IR is defined as a sensitivity reduction in insulin-dependent cells’ response to insulin [36]. It induces an imbalance in glucose metabolism and leads to dyslipidaemia and lipid triad, which each contribute to CVD and atherosclerotic plaque generation [37]. The TyG index proposed by Simental-Mendia et al. could be useful as a simple and reliable surrogate to measure IR in clinical practice [28]. Compared with traditional indices for predicting IR, HOMA-IR, the TyG index is easier to obtain and has higher sensitivity [18, 21, 28]. Also, Kim et al., Park et al., and Su et al. identified that an increased TyG index is associated with a raised risk of CHD [18, 20, 38]. In our study, no difference was found in the TyG index between the premature and mature CHD groups in univariate analyses, while the multivariate analyses showed that more male patients with premature CHD had a lower level of TyG index. The TyG index thus did not present superiority in predicting premature CHD. Furthermore, the TyG index was positively associated with diabetes, dyslipidaemia, Hb, obesity, and CRP, which is partly consistent with the results of Jin et al. and Wang et al. [17, 19, 21]. The main explanation for this correlation is that most of these factors are components of metabolic syndrome and IR [19].

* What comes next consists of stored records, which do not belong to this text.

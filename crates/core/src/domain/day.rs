use chrono::{Days, Local, NaiveDate};
use serde::{Deserialize, Serialize};

pub const TODAY: &str = "today";
pub const TOMORROW: &str = "tomorrow";

/// Relative day selector accepted in chat commands.
#[derive(Clone, Copy, Debug, Default, PartialEq, Eq, Hash, Serialize, Deserialize)]
#[serde(rename_all = "snake_case")]
pub enum DayToken {
    #[default]
    Today,
    Tomorrow,
}

impl DayToken {
    /// Exact, case-sensitive match against the two recognized literals.
    pub fn parse(token: &str) -> Option<Self> {
        match token {
            TODAY => Some(Self::Today),
            TOMORROW => Some(Self::Tomorrow),
            _ => None,
        }
    }

    /// Anything absent or unrecognized means today.
    pub fn from_token(token: Option<&str>) -> Self {
        token.and_then(Self::parse).unwrap_or_default()
    }

    pub fn as_str(&self) -> &'static str {
        match self {
            Self::Today => TODAY,
            Self::Tomorrow => TOMORROW,
        }
    }

    pub fn resolve(self, today: NaiveDate) -> NaiveDate {
        match self {
            Self::Today => today,
            Self::Tomorrow => today.checked_add_days(Days::new(1)).unwrap_or(today),
        }
    }

    /// Resolves against the host clock, not the display timezone.
    pub fn resolve_local(self) -> NaiveDate {
        self.resolve(Local::now().date_naive())
    }
}

/// `YYYY-MM-DD` form used in API query strings.
pub fn query_date(date: NaiveDate) -> String {
    date.format("%Y-%m-%d").to_string()
}

impl std::fmt::Display for DayToken {
    fn fmt(&self, f: &mut std::fmt::Formatter<'_>) -> std::fmt::Result {
        f.write_str(self.as_str())
    }
}
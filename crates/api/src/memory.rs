use std::collections::HashMap;

use async_trait::async_trait;
use tokio::sync::RwLock;

use seafoodtruck_core::domain::{
    DayToken, Event, Location, LocationWithEvents, Neighborhood, Truck,
};
use seafoodtruck_core::errors::{LookupError, Resource};
use seafoodtruck_core::FoodTruckDirectory;

fn key(id: &str) -> String {
    id.trim().to_ascii_lowercase()
}

/// Fixture-backed directory. Unknown ids answer `NotFound`; locations with
/// no stored events answer an empty list.
#[derive(Default)]
pub struct InMemoryDirectory {
    locations: RwLock<HashMap<String, Location>>,
    neighborhoods: RwLock<HashMap<u64, Neighborhood>>,
    events: RwLock<HashMap<(String, DayToken), Vec<Event>>>,
    trucks: RwLock<HashMap<String, Truck>>,
}

impl InMemoryDirectory {
    pub fn new() -> Self {
        Self::default()
    }

    pub fn with_location(mut self, location: Location) -> Self {
        self.locations.get_mut().insert(key(&location.id.0), location);
        self
    }

    pub fn with_neighborhood(mut self, neighborhood: Neighborhood) -> Self {
        self.neighborhoods.get_mut().insert(neighborhood.uid, neighborhood);
        self
    }

    pub fn with_events(mut self, location_id: &str, day: DayToken, events: Vec<Event>) -> Self {
        self.events.get_mut().insert((key(location_id), day), events);
        self
    }

    pub fn with_truck(mut self, truck: Truck) -> Self {
        self.trucks.get_mut().insert(key(&truck.id.0), truck);
        self
    }
}

#[async_trait]
impl FoodTruckDirectory for InMemoryDirectory {
    async fn get_location(&self, id: &str) -> Result<Location, LookupError> {
        let locations = self.locations.read().await;
        locations.get(&key(id)).cloned().ok_or_else(|| LookupError::not_found(Resource::Location, id))
    }

    async fn get_neighborhood(&self, uid: u64) -> Result<Neighborhood, LookupError> {
        let neighborhoods = self.neighborhoods.read().await;
        neighborhoods
            .get(&uid)
            .cloned()
            .ok_or_else(|| LookupError::not_found(Resource::Neighborhood, uid.to_string()))
    }

    async fn find_trucks(
        &self,
        neighborhood: &str,
        location_ids: &[String],
        day: DayToken,
    ) -> Result<Vec<LocationWithEvents>, LookupError> {
        let locations = self.locations.read().await;
        let neighborhoods = self.neighborhoods.read().await;
        let events = self.events.read().await;
        let wanted_hood = key(neighborhood);

        let in_neighborhood = |location: &Location| {
            location
                .neighborhood_uid()
                .and_then(|uid| neighborhoods.get(&uid))
                .is_some_and(|hood| key(&hood.id) == wanted_hood || key(&hood.name) == wanted_hood)
        };

        Ok(location_ids
            .iter()
            .filter_map(|id| locations.get(&key(id)))
            .filter(|location| in_neighborhood(location))
            .filter_map(|location| {
                let found = events.get(&(key(&location.id.0), day))?;
                (!found.is_empty())
                    .then(|| LocationWithEvents { location: location.clone(), events: found.clone() })
            })
            .collect())
    }

    async fn get_events(
        &self,
        location_id: &str,
        day: DayToken,
    ) -> Result<Vec<Event>, LookupError> {
        let events = self.events.read().await;
        Ok(events.get(&(key(location_id), day)).cloned().unwrap_or_default())
    }

    async fn get_truck(&self, id: &str) -> Result<Truck, LookupError> {
        let trucks = self.trucks.read().await;
        trucks.get(&key(id)).cloned().ok_or_else(|| LookupError::not_found(Resource::Truck, id))
    }
}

In this study, the TyG Index was used as one of the markers of CHD vascular disease severity, which was reflected by whether the patients had SVD or MVD. Although it is not claimed that MVD of CHD is more severe than SVD, a published study identified that patients with MVD are more likely to experience complications with diabetes, renal insufficiency, and a history of myocardial infarction compared with those with SVD [39]. Also, Part et al. and Lopes et al. found that MVD was associated with a worse prognosis than SVD [22, 40]. Therefore, prevention of MVD risk factors and early prediction of the number of diseased vessels could reduce the risk and burden of CHD through appropriate interventions [2]. Our finding that patients with MVD of both premature and mature CHD generally had more patients with the highest TyG index than those with premature SVD is consistent with that of Mao et al. [19]. The correlation between the TyG index and vascular disease severity disappeared after adjusting for traditional CHD risk factors; however, other risk factors such as hypertension, diabetes, obesity, smoking, OMI, and Lp(a) showed a positive association with vascular disease severity. This may be because the TyG index is associated with cardiometabolic risk factors, which have a stronger effect on the vascular disease severity than the TyG index in our models [19]. This suggests that the TyG index should be added as one of the risk factors for CHD or CVD screening, and could be used as an auxiliary indicator for identifying vascular disease severity.